• Supplied records
· · · ·
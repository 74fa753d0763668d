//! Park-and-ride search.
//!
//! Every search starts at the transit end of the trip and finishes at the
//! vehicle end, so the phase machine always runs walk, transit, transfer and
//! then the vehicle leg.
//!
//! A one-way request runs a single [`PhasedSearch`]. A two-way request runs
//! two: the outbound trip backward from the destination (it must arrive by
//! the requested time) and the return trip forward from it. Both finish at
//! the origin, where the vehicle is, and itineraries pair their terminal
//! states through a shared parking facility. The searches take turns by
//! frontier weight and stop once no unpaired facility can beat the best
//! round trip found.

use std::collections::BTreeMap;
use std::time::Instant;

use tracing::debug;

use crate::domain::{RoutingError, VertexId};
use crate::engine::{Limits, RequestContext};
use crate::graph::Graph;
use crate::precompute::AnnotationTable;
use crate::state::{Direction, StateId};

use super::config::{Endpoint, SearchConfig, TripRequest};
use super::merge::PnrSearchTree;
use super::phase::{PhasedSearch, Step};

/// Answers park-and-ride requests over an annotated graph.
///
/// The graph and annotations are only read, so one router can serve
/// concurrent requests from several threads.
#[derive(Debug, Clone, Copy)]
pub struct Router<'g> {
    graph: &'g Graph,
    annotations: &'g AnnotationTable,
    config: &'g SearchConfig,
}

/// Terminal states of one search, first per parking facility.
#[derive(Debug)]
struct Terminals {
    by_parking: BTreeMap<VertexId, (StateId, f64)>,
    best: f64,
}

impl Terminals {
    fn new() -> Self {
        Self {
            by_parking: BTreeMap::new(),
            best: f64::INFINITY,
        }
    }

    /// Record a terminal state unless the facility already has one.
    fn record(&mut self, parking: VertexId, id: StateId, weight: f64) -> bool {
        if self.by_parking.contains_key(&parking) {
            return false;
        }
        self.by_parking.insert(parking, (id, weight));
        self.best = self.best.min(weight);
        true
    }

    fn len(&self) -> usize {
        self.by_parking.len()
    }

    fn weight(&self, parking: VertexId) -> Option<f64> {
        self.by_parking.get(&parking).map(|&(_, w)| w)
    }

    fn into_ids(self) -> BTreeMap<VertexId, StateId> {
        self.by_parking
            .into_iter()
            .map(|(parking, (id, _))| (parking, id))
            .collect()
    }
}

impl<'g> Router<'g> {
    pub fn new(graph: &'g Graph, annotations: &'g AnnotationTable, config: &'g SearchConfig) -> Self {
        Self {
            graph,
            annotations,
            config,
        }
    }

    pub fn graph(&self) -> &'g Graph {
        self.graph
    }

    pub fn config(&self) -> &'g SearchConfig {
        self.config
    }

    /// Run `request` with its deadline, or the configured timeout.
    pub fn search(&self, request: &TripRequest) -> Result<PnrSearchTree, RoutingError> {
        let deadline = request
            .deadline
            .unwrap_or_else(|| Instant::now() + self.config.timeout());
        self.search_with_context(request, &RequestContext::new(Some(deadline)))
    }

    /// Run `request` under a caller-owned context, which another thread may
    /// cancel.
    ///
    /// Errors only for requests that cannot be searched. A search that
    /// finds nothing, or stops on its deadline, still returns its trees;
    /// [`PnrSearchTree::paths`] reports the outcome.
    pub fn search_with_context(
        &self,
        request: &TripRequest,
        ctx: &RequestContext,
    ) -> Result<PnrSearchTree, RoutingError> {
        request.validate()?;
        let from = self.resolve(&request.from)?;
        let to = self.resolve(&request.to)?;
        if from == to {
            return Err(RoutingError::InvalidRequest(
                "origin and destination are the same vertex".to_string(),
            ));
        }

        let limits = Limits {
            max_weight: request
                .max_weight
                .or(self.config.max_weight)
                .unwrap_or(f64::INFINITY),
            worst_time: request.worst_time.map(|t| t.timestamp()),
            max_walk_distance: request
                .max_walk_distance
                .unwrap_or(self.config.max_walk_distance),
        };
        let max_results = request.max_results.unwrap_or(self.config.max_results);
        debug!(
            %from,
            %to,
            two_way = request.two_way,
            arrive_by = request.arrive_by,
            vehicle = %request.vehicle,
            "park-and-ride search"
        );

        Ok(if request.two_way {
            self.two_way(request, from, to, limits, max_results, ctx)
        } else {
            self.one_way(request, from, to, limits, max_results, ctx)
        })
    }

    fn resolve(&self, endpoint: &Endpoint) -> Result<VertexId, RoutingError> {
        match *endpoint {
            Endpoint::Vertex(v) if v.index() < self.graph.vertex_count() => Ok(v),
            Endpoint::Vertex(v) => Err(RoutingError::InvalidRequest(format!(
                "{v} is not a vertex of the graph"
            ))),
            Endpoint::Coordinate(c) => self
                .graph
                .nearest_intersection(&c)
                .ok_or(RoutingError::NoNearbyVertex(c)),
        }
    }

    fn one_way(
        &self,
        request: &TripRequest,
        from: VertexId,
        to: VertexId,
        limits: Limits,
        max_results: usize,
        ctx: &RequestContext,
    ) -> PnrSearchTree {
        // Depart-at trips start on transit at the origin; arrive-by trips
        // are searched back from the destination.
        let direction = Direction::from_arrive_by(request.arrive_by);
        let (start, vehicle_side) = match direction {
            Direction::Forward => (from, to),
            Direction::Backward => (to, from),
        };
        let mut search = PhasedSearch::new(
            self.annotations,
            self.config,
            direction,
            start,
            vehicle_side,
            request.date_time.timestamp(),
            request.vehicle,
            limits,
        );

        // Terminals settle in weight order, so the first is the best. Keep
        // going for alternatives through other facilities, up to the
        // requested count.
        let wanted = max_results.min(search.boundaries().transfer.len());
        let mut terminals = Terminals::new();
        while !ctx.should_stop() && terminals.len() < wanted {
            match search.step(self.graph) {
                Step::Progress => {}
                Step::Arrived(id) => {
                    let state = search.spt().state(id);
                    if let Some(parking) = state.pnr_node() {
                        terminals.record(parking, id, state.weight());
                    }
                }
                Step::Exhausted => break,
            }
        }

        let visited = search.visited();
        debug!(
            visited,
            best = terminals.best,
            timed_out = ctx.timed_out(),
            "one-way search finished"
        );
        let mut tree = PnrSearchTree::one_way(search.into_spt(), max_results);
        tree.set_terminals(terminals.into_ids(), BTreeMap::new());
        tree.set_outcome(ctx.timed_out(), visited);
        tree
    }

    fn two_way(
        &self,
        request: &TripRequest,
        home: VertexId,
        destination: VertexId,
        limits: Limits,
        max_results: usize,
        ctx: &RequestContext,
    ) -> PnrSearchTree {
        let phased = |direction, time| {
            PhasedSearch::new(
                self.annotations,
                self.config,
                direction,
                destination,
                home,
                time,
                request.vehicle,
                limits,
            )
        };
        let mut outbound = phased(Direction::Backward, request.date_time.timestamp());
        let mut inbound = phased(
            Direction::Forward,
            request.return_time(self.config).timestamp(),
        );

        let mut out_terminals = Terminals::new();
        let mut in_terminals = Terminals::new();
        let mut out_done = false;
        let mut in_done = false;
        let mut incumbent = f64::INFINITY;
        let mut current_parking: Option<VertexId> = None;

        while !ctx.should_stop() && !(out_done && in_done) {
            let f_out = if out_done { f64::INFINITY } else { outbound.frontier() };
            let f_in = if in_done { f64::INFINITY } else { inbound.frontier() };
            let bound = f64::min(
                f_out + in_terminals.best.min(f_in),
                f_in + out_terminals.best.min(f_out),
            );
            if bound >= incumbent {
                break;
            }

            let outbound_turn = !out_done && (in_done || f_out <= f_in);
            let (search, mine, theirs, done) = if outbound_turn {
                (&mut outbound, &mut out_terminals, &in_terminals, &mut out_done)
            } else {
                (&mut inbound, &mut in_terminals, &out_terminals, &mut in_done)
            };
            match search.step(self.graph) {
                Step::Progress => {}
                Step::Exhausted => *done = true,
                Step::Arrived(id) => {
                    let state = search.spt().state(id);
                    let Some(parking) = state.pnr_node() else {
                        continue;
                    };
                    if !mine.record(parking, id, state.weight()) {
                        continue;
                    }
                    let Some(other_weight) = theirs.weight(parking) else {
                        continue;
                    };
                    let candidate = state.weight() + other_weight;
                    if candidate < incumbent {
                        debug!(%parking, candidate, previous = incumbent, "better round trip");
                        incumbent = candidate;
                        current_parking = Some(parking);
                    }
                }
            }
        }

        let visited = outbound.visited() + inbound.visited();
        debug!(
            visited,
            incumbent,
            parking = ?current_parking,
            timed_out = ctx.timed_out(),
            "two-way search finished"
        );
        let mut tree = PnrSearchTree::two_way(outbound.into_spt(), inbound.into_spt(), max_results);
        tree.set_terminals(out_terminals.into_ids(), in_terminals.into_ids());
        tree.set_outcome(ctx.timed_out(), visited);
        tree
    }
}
· · · ·
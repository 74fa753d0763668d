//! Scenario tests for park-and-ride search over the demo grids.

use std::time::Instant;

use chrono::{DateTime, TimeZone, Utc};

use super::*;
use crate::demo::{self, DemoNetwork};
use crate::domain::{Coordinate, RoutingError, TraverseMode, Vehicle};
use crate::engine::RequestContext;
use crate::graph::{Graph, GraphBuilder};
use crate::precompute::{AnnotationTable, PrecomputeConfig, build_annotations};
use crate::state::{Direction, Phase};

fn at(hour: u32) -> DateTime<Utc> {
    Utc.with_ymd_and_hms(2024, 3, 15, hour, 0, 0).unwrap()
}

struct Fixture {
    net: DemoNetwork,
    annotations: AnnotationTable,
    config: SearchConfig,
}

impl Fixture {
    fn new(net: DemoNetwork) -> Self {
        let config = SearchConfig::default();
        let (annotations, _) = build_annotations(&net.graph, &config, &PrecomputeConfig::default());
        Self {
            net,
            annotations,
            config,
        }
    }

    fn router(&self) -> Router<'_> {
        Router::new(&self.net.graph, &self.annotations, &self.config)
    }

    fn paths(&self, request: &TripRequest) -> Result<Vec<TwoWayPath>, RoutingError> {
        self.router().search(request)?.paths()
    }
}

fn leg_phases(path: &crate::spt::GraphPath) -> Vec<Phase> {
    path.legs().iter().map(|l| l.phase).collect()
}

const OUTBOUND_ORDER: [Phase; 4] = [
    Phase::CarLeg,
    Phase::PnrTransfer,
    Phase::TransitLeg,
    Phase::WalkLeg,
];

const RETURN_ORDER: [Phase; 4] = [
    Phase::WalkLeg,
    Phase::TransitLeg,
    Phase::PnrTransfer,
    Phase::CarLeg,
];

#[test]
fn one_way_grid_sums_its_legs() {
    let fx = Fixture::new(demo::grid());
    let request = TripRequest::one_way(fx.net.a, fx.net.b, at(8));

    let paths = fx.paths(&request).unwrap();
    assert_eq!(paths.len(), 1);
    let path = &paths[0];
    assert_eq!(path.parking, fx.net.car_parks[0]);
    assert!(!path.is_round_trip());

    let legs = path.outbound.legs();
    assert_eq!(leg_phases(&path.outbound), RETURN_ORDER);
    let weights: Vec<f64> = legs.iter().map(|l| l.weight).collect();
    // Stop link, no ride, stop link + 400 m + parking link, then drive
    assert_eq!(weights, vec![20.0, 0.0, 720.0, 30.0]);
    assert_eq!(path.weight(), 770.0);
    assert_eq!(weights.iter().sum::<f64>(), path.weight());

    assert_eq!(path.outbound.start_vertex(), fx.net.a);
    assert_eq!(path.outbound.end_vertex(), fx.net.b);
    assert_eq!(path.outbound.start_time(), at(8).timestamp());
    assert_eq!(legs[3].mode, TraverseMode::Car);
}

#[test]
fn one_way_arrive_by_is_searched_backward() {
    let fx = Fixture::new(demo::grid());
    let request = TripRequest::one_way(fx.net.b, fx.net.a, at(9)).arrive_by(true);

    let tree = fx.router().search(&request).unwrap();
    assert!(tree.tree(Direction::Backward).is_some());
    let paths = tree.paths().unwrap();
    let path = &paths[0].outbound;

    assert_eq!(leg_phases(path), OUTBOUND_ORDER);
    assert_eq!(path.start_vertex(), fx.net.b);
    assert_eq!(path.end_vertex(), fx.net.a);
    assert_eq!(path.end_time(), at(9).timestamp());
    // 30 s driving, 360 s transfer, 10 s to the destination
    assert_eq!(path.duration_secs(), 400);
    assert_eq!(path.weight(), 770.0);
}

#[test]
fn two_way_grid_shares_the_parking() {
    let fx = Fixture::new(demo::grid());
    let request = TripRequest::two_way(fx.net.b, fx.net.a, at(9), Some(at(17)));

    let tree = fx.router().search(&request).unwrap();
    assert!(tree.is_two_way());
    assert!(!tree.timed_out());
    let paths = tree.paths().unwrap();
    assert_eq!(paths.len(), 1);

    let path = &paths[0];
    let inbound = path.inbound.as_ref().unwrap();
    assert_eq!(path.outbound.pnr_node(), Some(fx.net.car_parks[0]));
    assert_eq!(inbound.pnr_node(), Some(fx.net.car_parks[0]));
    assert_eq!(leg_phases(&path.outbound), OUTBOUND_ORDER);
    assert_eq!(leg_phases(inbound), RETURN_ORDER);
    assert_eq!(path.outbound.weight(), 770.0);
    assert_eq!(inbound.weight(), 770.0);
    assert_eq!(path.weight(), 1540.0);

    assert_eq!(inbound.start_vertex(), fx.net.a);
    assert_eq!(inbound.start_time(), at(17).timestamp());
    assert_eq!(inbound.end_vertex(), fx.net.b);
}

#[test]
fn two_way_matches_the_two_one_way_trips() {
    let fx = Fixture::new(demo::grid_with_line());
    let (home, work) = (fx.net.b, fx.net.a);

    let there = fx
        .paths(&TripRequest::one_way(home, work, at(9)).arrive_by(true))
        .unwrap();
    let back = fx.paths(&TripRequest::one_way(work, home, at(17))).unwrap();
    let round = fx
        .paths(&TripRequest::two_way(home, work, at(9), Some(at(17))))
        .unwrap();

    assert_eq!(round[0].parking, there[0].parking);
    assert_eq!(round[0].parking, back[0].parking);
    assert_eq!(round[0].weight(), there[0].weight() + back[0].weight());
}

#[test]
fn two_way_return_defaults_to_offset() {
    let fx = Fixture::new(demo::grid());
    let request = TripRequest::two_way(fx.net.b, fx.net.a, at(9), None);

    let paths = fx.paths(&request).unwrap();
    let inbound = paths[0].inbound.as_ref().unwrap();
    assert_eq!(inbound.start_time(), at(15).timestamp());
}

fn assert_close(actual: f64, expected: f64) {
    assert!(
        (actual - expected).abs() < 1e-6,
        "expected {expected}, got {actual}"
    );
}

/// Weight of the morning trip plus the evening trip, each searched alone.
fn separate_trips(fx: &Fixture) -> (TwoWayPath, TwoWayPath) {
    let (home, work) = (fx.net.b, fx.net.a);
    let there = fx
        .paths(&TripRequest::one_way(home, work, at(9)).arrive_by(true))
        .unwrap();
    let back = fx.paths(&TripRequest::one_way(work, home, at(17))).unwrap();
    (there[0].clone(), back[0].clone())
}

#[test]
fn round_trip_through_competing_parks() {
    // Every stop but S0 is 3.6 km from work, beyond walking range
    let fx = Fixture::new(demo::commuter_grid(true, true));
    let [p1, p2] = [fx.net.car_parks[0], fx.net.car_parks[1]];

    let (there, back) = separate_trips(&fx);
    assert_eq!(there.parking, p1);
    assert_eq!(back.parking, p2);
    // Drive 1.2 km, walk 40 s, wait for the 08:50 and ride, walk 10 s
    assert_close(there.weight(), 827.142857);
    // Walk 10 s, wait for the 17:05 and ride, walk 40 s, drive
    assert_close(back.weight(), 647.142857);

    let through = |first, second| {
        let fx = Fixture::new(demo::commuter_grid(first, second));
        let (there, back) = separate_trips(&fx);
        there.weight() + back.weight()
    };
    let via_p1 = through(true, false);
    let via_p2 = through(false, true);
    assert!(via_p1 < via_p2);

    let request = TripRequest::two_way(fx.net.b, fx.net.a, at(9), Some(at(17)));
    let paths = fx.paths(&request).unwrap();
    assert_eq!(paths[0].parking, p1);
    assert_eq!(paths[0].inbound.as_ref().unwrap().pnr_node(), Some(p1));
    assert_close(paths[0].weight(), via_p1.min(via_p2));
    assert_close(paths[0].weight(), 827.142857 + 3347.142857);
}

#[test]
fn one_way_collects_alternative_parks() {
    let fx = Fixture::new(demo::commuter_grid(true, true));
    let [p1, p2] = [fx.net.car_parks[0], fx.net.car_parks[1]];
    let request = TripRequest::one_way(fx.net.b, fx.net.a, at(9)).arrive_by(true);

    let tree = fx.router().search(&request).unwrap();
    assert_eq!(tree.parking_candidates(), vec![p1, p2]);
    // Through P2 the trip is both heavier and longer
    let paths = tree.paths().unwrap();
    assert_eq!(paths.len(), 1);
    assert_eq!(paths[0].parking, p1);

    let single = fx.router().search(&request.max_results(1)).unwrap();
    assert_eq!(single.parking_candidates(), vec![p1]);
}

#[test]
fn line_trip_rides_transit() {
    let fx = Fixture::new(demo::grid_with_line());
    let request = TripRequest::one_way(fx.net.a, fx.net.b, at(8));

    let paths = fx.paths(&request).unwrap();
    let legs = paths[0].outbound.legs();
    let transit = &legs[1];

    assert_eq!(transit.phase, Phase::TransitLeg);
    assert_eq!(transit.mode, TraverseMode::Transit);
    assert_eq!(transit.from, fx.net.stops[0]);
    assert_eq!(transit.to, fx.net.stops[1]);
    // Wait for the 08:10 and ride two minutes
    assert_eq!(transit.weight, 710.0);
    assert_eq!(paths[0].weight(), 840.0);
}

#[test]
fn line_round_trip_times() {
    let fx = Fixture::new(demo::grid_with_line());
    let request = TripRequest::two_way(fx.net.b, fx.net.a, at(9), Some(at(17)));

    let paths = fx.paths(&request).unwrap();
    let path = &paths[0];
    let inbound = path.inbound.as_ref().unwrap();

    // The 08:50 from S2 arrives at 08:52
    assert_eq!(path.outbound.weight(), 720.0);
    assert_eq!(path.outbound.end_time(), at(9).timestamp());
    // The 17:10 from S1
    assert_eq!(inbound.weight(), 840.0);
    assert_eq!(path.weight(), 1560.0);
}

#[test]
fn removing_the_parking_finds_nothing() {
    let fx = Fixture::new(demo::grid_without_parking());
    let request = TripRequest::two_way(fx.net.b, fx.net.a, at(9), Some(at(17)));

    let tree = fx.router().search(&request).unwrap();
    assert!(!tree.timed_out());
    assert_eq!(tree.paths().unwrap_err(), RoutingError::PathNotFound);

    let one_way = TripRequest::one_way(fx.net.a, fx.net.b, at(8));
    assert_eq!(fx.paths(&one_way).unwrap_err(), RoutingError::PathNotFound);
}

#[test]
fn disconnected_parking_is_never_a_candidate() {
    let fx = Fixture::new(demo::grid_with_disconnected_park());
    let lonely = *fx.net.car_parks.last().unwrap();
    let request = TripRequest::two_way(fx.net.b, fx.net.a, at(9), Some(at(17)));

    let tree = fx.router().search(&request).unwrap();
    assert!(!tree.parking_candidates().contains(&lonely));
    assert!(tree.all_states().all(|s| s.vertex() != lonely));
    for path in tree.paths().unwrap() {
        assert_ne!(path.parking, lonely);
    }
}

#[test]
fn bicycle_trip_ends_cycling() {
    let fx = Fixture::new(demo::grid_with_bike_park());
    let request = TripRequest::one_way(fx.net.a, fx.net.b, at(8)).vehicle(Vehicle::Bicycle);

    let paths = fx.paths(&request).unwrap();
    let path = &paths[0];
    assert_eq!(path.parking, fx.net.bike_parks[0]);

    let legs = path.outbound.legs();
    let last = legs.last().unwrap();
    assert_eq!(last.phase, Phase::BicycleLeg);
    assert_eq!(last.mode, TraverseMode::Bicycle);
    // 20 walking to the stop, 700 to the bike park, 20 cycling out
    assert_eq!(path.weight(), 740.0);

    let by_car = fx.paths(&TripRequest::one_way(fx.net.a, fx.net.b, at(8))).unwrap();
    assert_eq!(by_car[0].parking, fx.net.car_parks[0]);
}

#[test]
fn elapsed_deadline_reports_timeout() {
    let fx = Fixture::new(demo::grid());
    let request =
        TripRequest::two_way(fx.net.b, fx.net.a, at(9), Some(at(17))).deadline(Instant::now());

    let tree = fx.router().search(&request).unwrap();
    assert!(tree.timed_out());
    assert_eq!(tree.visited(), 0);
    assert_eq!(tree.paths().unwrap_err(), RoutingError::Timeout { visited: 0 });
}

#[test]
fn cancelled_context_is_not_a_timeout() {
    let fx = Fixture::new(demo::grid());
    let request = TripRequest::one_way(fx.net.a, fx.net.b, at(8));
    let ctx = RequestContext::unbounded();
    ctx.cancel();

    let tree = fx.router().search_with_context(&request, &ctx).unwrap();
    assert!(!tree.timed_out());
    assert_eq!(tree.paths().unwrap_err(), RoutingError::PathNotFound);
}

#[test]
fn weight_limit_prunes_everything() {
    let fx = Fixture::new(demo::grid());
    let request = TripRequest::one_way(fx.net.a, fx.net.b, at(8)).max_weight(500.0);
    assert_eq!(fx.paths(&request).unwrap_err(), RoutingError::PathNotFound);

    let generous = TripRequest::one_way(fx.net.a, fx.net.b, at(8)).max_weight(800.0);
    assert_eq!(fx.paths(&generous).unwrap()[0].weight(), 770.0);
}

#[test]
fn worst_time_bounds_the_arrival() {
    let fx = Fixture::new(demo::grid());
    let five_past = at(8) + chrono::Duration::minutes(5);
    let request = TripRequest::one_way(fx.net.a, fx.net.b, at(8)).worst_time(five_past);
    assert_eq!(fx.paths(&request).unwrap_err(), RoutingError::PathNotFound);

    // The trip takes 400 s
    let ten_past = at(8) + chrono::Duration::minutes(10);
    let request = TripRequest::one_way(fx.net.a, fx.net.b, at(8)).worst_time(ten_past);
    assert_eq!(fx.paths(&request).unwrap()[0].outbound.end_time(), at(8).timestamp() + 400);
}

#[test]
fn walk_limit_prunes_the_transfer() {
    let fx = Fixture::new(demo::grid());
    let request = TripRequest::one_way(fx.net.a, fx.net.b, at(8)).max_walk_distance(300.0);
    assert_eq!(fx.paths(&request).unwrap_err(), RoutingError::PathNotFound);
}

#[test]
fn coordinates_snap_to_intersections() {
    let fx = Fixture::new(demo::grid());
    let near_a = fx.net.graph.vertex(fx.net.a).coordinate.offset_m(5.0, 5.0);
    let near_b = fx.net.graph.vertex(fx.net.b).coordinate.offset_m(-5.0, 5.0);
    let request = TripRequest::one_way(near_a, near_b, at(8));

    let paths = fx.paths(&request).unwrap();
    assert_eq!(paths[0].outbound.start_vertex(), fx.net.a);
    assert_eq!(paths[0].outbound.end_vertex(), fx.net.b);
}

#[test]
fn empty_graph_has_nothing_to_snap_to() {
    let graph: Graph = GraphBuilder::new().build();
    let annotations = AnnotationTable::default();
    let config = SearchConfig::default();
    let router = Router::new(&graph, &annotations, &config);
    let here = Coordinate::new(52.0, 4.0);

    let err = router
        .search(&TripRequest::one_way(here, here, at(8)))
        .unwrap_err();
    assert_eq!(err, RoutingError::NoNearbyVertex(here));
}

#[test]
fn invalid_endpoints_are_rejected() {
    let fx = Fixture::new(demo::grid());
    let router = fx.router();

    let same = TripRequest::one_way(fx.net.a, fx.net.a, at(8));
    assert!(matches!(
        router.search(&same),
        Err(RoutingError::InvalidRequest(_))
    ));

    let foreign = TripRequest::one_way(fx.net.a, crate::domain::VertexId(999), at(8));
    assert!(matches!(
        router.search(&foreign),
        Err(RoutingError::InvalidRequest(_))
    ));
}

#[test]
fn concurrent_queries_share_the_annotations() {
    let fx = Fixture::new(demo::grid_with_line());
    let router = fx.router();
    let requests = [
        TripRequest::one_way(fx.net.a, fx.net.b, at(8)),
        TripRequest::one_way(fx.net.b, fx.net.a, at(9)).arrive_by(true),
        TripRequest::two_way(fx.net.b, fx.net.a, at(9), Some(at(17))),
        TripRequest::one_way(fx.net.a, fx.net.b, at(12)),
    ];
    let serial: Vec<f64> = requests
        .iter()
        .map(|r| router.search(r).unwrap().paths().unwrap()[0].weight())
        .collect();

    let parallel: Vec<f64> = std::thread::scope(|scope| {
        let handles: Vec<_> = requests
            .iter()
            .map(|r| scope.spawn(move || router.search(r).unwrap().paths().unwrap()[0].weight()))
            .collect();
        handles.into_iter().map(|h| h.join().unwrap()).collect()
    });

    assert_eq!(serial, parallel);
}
· · · ·
• Try it
The required answer is the run of lines above, starting at the line with "must arrive by" and ending at the line with "already has one.", reproduced exactly with both ends.

• Solution to this exercise
//! two: the outbound trip backward from the destination (it must arrive by
//! the requested time) and the return trip forward from it. Both finish at
//! the origin, where the vehicle is, and itineraries pair their terminal
//! states through a shared parking facility. The searches take turns by
//! frontier weight and stop once no unpaired facility can beat the best
//! round trip found.

use std::collections::BTreeMap;
use std::time::Instant;

use tracing::debug;

use crate::domain::{RoutingError, VertexId};
use crate::engine::{Limits, RequestContext};
use crate::graph::Graph;
use crate::precompute::AnnotationTable;
use crate::state::{Direction, StateId};

use super::config::{Endpoint, SearchConfig, TripRequest};
use super::merge::PnrSearchTree;
use super::phase::{PhasedSearch, Step};

/// Answers park-and-ride requests over an annotated graph.
///
/// The graph and annotations are only read, so one router can serve
/// concurrent requests from several threads.
#[derive(Debug, Clone, Copy)]
pub struct Router<'g> {
    graph: &'g Graph,
    annotations: &'g AnnotationTable,
    config: &'g SearchConfig,
}

/// Terminal states of one search, first per parking facility.
#[derive(Debug)]
struct Terminals {
    by_parking: BTreeMap<VertexId, (StateId, f64)>,
    best: f64,
}

impl Terminals {
    fn new() -> Self {
        Self {
            by_parking: BTreeMap::new(),
            best: f64::INFINITY,
        }
    }

    /// Record a terminal state unless the facility already has one.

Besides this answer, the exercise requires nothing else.